Leo Maasburg ist bekannt als Mutter Teresas Seelsorger und ehemaliger Nationaldirektor von „Missio Austria“. Durch seine Adern fließt auch blaues Blut. Erster Teil einer Artikelserie über gläubige Adelige.
Leo Maasburg, Priester, Adeliger und „Charismatiker“
Foto: Malinar | Priester, Adeliger und „Charismatiker“: Leo Maasburg.
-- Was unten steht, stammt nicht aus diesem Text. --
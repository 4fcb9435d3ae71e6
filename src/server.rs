//! Listener lifecycle: router construction, startup banner and
//! signal-driven graceful shutdown.

use axum::{routing::any, Router};
use tokio::net::TcpListener;

use crate::config::ServerConfig;
use crate::errors::SetupError;
use crate::handlers::{self, AppContext};

/// Build the application router. The dispatcher is the sole handler for
/// every path; the method is deliberately not distinguished.
pub fn router(ctx: AppContext) -> Router {
    Router::new()
        .route("/", any(handlers::handle_root))
        .route("/*path", any(handlers::handle_request))
        .with_state(ctx)
}

/// Bind the listener and serve until SIGINT/SIGTERM. In-flight requests
/// are drained before the future resolves.
pub async fn serve(config: ServerConfig) -> Result<(), SetupError> {
    let addr = config.listen_addr.clone();
    let quiet = config.quiet;
    let banner = banner_url(&config);

    let ctx = AppContext::new(config);
    let app = router(ctx);

    let listener = TcpListener::bind(&addr)
        .await
        .map_err(|e| SetupError::Bind(addr.clone(), e))?;

    if !quiet {
        println!("Serving on {}", banner);
    }
    log::info!("listening on {}", addr);

    axum::serve(listener, app)
        .with_graceful_shutdown(shutdown_signal())
        .await
        .map_err(SetupError::Io)?;

    log::info!("server exited");
    Ok(())
}

/// The startup banner points directly at index.md when the served
/// directory has a readable one.
fn banner_url(config: &ServerConfig) -> String {
    let index = config.base_dir.join("index.md");
    if index.is_file() && std::fs::File::open(&index).is_ok() {
        format!("http://{}/index.md", config.listen_addr)
    } else {
        format!("http://{}", config.listen_addr)
    }
}

async fn shutdown_signal() {
    let ctrl_c = async {
        let _ = tokio::signal::ctrl_c().await;
    };

    #[cfg(unix)]
    let terminate = async {
        use tokio::signal::unix::{signal, SignalKind};
        if let Ok(mut stream) = signal(SignalKind::terminate()) {
            let _ = stream.recv().await;
        }
    };
    #[cfg(not(unix))]
    let terminate = std::future::pending::<()>();

    tokio::select! {
        _ = ctrl_c => {},
        _ = terminate => {},
    }
    log::info!("shutdown signal received");
}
Eine Kirche in Slowenien, 2016. Paneelen, die alte Gemälde zeigen, füllen den Raum. Leo Freiherr von Maasburg steht neben seiner Schwester Maria Freiin von Maasburg vor einem der Paneelen, das ein altes Familiengemälde zeigt. Eine Frau mit zwei kleinen Kindern und einem Hund begegnen seinem Blick. Das Gemälde wirkt vertraut und zugleich fremd. „Wen zeigt das Gemälde?“, fragt ein neugieriger Journalist Maria. „Das kleine Mädchen bin ich, und die Frau ist meine Mutter.“

Das wohlhabende Leben kennt Maasburg nur von Erzählungen, sie wirkten lange wie ein Märchen auf ihn. Doch mit dem Gemälde, von dem seine Mutter ihn ansieht, ist das privilegierte Leben zum ersten Mal für ihn zum Leben erwacht.
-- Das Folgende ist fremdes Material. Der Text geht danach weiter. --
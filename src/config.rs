use std::fs;
use std::path::PathBuf;

use clap::Parser;

use crate::errors::SetupError;

/// Command line flags.
#[derive(Parser, Debug)]
#[command(name = "mdserve")]
#[command(about = "Serve a directory tree, rendering Markdown files to styled HTML")]
pub struct Args {
    /// Listen address
    #[arg(short = 'a', default_value = "localhost:8080", value_name = "ADDR")]
    pub addr: String,

    /// Directory to serve
    #[arg(short = 'd', default_value = ".", value_name = "DIR")]
    pub dir: PathBuf,

    /// Typographic language
    #[arg(short = 'l', default_value = "de", value_name = "LANG")]
    pub lang: String,

    /// Text with full justification
    #[arg(short = 'j')]
    pub justify: bool,

    /// Be quiet
    #[arg(short = 'q')]
    pub quiet: bool,
}

/// Immutable server configuration, built once at startup and shared
/// read-only by every request handler.
#[derive(Debug)]
pub struct ServerConfig {
    /// Absolute base directory, symlinks resolved.
    pub base_dir: PathBuf,
    pub listen_addr: String,
    /// Language code for the template and quote table, "de" or "en".
    pub lang: String,
    pub justify: bool,
    pub quiet: bool,
}

impl ServerConfig {
    pub fn from_args(args: Args) -> Result<Self, SetupError> {
        // A bare ":port" means localhost on that port.
        let listen_addr = if args.addr.starts_with(':') {
            format!("localhost{}", args.addr)
        } else {
            args.addr
        };

        let meta = fs::metadata(&args.dir)
            .map_err(|e| SetupError::DirectoryAccess(args.dir.clone(), e))?;
        if !meta.is_dir() {
            return Err(SetupError::NotADirectory(args.dir));
        }
        // Resolves symlinks and yields an absolute path, so the prefix
        // guarantee in resolve::join_base holds against the real tree.
        let base_dir = fs::canonicalize(&args.dir)
            .map_err(|e| SetupError::DirectoryAccess(args.dir.clone(), e))?;

        let lang = if args.lang == "de" { "de" } else { "en" }.to_string();

        Ok(ServerConfig {
            base_dir,
            listen_addr,
            lang,
            justify: args.justify,
            quiet: args.quiet,
        })
    }
}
Familie wurde entschädigungslos enteignet

Sein Vater, Nikolaus Freiherr von Maasburg, und seine Mutter, Christiane Gräfin Ceschi a Santa Croce, wurden nach dem Zweiten Weltkrieg entschädigungslos enteignet. Maasburg wuchs im Gegensatz zu seinen Geschwistern nicht auf dem Familiengut Schloss Wisell, sondern in Kitzbühel und Meran auf. Von der Enteignung erholte sich die Familie finanziell nie vollständig. Eine Zeit lang kämpfte sie um Rückgabe des ehemaligen slowenischen Besitzes von Maasburgs Mutter – jedoch ohne Erfolg.
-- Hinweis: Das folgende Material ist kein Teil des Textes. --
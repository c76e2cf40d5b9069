pub mod executor;
pub mod oracle;
pub mod pipeline;

pub use executor::*;
pub use oracle::*;
pub use pipeline::*;
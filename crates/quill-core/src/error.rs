use std::path::PathBuf;

use thiserror::Error;

/// Why raw oracle text could not become an [`crate::action::Action`].
#[derive(Debug, Clone, PartialEq, Eq, Error)]
pub enum ParseError {
    #[error("oracle reply is not a JSON object: {0}")]
    Malformed(String),
    #[error("oracle reply violates the action schema at field `{0}`")]
    SchemaViolation(String),
    #[error("oracle proposed an unknown action `{0}`")]
    UnknownAction(String),
}

#[derive(Debug, Error)]
pub enum InputError {
    #[error("cannot read {}: {source}", path.display())]
    Unreadable {
        path: PathBuf,
        #[source]
        source: std::io::Error,
    },
    #[error("{} is {size} bytes, over the {limit} byte limit", path.display())]
    TooLarge { path: PathBuf, size: u64, limit: u64 },
    #[error("{} looks like a binary file", path.display())]
    Binary { path: PathBuf },
}

#[derive(Debug, Error)]
pub enum OracleError {
    #[error("oracle request failed: {0}")]
    Transport(String),
    #[error("oracle returned status {status}: {body}")]
    Status { status: u16, body: String },
    #[error("oracle returned no text")]
    EmptyResponse,
    #[error("oracle command failed: {0}")]
    Command(String),
}

#[derive(Debug, Error)]
pub enum ConfigError {
    #[error("cannot read config {}: {source}", path.display())]
    Read {
        path: PathBuf,
        #[source]
        source: std::io::Error,
    },
    #[error("cannot write config {}: {source}", path.display())]
    Write {
        path: PathBuf,
        #[source]
        source: std::io::Error,
    },
    #[error("invalid config {}: {message}", path.display())]
    Parse { path: PathBuf, message: String },
    #[error("no API key for provider `{provider}`; set QUILL_API_KEY or GEMINI_API_KEY, or oracle.api_key in the config file")]
    MissingCredential { provider: String },
    #[error("unknown oracle provider `{0}` (expected `gemini` or `command`)")]
    UnknownProvider(String),
    #[error("oracle.command is empty")]
    EmptyCommand,
    #[error("input.max_bytes must be greater than zero")]
    ZeroInputLimit,
    #[error("config already exists at {}", path.display())]
    AlreadyExists { path: PathBuf },
    #[error("no config directory available on this platform")]
    NoConfigDir,
}

#[derive(Debug, Error)]
pub enum ExecutionError {
    /// The action names a different file than the one the proposal was
    /// computed against.
    #[error("proposal was computed for {} but the action targets {}", snapshot.display(), action.display())]
    PathMismatch { snapshot: PathBuf, action: PathBuf },
}

#[derive(Debug, Error)]
pub enum PipelineError {
    #[error(transparent)]
    Config(#[from] ConfigError),
    #[error(transparent)]
    Input(#[from] InputError),
    #[error(transparent)]
    Oracle(#[from] OracleError),
    #[error(transparent)]
    Parse(#[from] ParseError),
    #[error(transparent)]
    Execution(#[from] ExecutionError),
}

impl PipelineError {
    pub fn label(&self) -> &'static str {
        match self {
            Self::Config(_) => "config",
            Self::Input(_) => "input",
            Self::Oracle(_) => "oracle",
            Self::Parse(_) => "parse",
            Self::Execution(_) => "execution",
        }
    }

    /// sysexits-style process exit code for this failure.
    pub fn exit_code(&self) -> i32 {
        match self {
            Self::Config(_) => 78,
            Self::Input(_) => 66,
            Self::Oracle(_) => 69,
            Self::Parse(_) => 65,
            Self::Execution(_) => 74,
        }
    }
}
pub mod action;
pub mod config;
pub mod error;
pub mod gate;
pub mod journal;
pub mod present;
pub mod preview;
pub mod proposal;
pub mod snapshot;

pub use action::*;
pub use config::*;
pub use error::*;
pub use gate::*;
pub use present::*;
pub use preview::*;
pub use proposal::*;
pub use snapshot::*;

pub use journal::*;
use std::path::Path;

use quill_core::parse;
use quill_core::preview::render_with_context;
use quill_core::Action;
use quill_core::Config;
use quill_core::ConfirmationGate;
use quill_core::Decision;
use quill_core::FileSnapshot;
use quill_core::JournalEvent;
use quill_core::OperatorInput;
use quill_core::Outcome;
use quill_core::PipelineError;
use quill_core::Presenter;
use quill_core::Proposal;
use quill_core::RunJournal;
use quill_core::DEFAULT_CONTEXT_LINES;
use quill_core::DEFAULT_MAX_INPUT_BYTES;

use crate::executor::ActionExecutor;
use crate::oracle::Oracle;
use crate::oracle::OracleRequest;

/// Exit code for a run whose edit was approved but could not be applied.
pub const FAILED_OUTCOME_EXIT_CODE: i32 = 74;

#[derive(Debug, Clone, PartialEq, Eq)]
pub struct RunReport {
    pub outcome: Outcome,
    pub decision: Option<Decision>,
}

impl RunReport {
    pub fn exit_code(&self) -> i32 {
        if self.outcome.is_failure() {
            FAILED_OUTCOME_EXIT_CODE
        } else {
            0
        }
    }
}

/// One instruction against one file: snapshot, ask, parse, confirm, execute.
pub struct Pipeline {
    oracle: Box<dyn Oracle>,
    gate: ConfirmationGate,
    executor: ActionExecutor,
    context_lines: usize,
    max_input_bytes: u64,
    journal: Option<RunJournal>,
}

impl Pipeline {
    pub fn new(oracle: Box<dyn Oracle>) -> Self {
        Self {
            oracle,
            gate: ConfirmationGate::default(),
            executor: ActionExecutor::default(),
            context_lines: DEFAULT_CONTEXT_LINES,
            max_input_bytes: DEFAULT_MAX_INPUT_BYTES,
            journal: None,
        }
    }

    pub fn from_config(config: &Config, oracle: Box<dyn Oracle>) -> Self {
        let journal = config
            .journal
            .resolved_path()
            .and_then(|path| match RunJournal::open(&path) {
                Ok(journal) => Some(journal),
                Err(err) => {
                    tracing::warn!(path = %path.display(), error = %err, "journal disabled");
                    None
                }
            });
        Self {
            oracle,
            gate: config.gate.gate(),
            executor: ActionExecutor::new(config.executor.guard_stale)
                .with_backup(config.executor.backup),
            context_lines: config.preview.context_lines,
            max_input_bytes: config.input.max_bytes,
            journal,
        }
    }

    pub fn with_gate(mut self, gate: ConfirmationGate) -> Self {
        self.gate = gate;
        self
    }

    pub fn with_executor(mut self, executor: ActionExecutor) -> Self {
        self.executor = executor;
        self
    }

    pub fn with_max_input_bytes(mut self, max_bytes: u64) -> Self {
        self.max_input_bytes = max_bytes;
        self
    }

    pub fn with_journal(mut self, journal: RunJournal) -> Self {
        self.journal = Some(journal);
        self
    }

    pub fn run(
        &mut self,
        instruction: &str,
        file: &Path,
        presenter: &mut dyn Presenter,
        input: &mut dyn OperatorInput,
    ) -> Result<RunReport, PipelineError> {
        let snapshot = FileSnapshot::capture_with_limit(file, self.max_input_bytes)?;
        self.record(JournalEvent::RunStarted {
            path: snapshot.display_name(),
            instruction: instruction.to_string(),
            oracle: self.oracle.name().to_string(),
        });

        presenter.show_status(&format!(
            "Asking {} about {}...",
            self.oracle.name(),
            snapshot.display_name()
        ));
        let request = OracleRequest::from_snapshot(instruction, &snapshot);
        let raw = self.oracle.propose(&request)?;
        tracing::debug!(bytes = raw.len(), "oracle replied");

        let action = match parse(&raw) {
            Ok(action) => action,
            Err(err) => {
                tracing::debug!(raw = %raw, "unparseable oracle reply");
                self.record(JournalEvent::ParseFailed {
                    error: err.to_string(),
                });
                return Err(err.into());
            }
        };
        let proposal = Proposal::new(snapshot, action);
        self.record(JournalEvent::ProposalParsed {
            action: proposal.action.kind().tag().to_string(),
            target: proposal
                .target_path()
                .map(|path| path.to_string_lossy().into_owned()),
        });

        let decision = match &proposal.action {
            Action::AnswerQuestion { answer } => {
                presenter.show_answer(answer);
                None
            }
            Action::EditFile {
                path,
                explanation,
                new_content,
            } => {
                let preview = render_with_context(
                    proposal.source_snapshot.content(),
                    new_content,
                    explanation,
                    self.context_lines,
                );
                let decision = self.gate.confirm(Path::new(path), &preview, presenter, input);
                self.record(JournalEvent::DecisionRecorded {
                    path: path.clone(),
                    decision: decision.label().to_string(),
                });
                Some(decision)
            }
        };

        let outcome = self.executor.execute_and_report(&proposal, decision, presenter)?;
        self.record(JournalEvent::OutcomeRecorded {
            outcome: outcome.label().to_string(),
            detail: match &outcome {
                Outcome::Applied(path) => Some(path.to_string_lossy().into_owned()),
                Outcome::Failed(reason) => Some(reason.clone()),
                Outcome::Displayed(_) | Outcome::Discarded => None,
            },
        });
        Ok(RunReport { outcome, decision })
    }

    fn record(&mut self, event: JournalEvent) {
        if let Some(journal) = self.journal.as_mut() {
            journal.record(event);
        }
    }
}

#[cfg(test)]
mod tests;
Doch Maasburg trauert dem Verlust des wohlhabenden Lebens und des familiären Status nicht nach: „Ich habe sogar 14 Jahre ohne festes Einkommen gelebt, aber das ist mir erst im Nachhinein bewusst geworden. Gott weiß, womit er einen ausstattet.“

Doch etwas von dem blauen Blut, das durch Maasburgs Adern fließt, schimmert noch durch: Maasburg spricht langsam und legt immer wieder kleine Pausen ein, um jedes seiner Worte abzuwägen. Auch wenn er behauptet, sich an vieles aus seinem Leben nicht genau erinnern zu können, erzählt er doch in erstaunlichem Detail. Ebenso wie sein Vater, der Mitglied in der NS-Widerstandsgruppe O5 war, ist Maasburg politisch interessiert.

Er wollte Diplomat werden

Sein ursprünglicher Berufswunsch war nicht Priester, sondern Diplomat. Dafür studierte er Rechtswissenschaften in Innsbruck und Internationale Beziehungen in Oxford. Doch ein Gespräch mit dem slowakischen Untergrundbischof Pavel Hnilica, das Maasburg für seine Dissertation über die vatikanische Ostpolitik führte, änderte alles. „Bischöfe Hnilica sagte zu mir: Warum kommst du nicht nach Rom, studierst Theologie und arbeitest für mich?“ In dem Moment beschloss Maasburg, alle seine Pläne aufzugeben, dem Vorschlag des Bischöfe zu folgen und Priester zu werden: „Ich war damals schon sehr charismatisch“, stellt er lachend fest.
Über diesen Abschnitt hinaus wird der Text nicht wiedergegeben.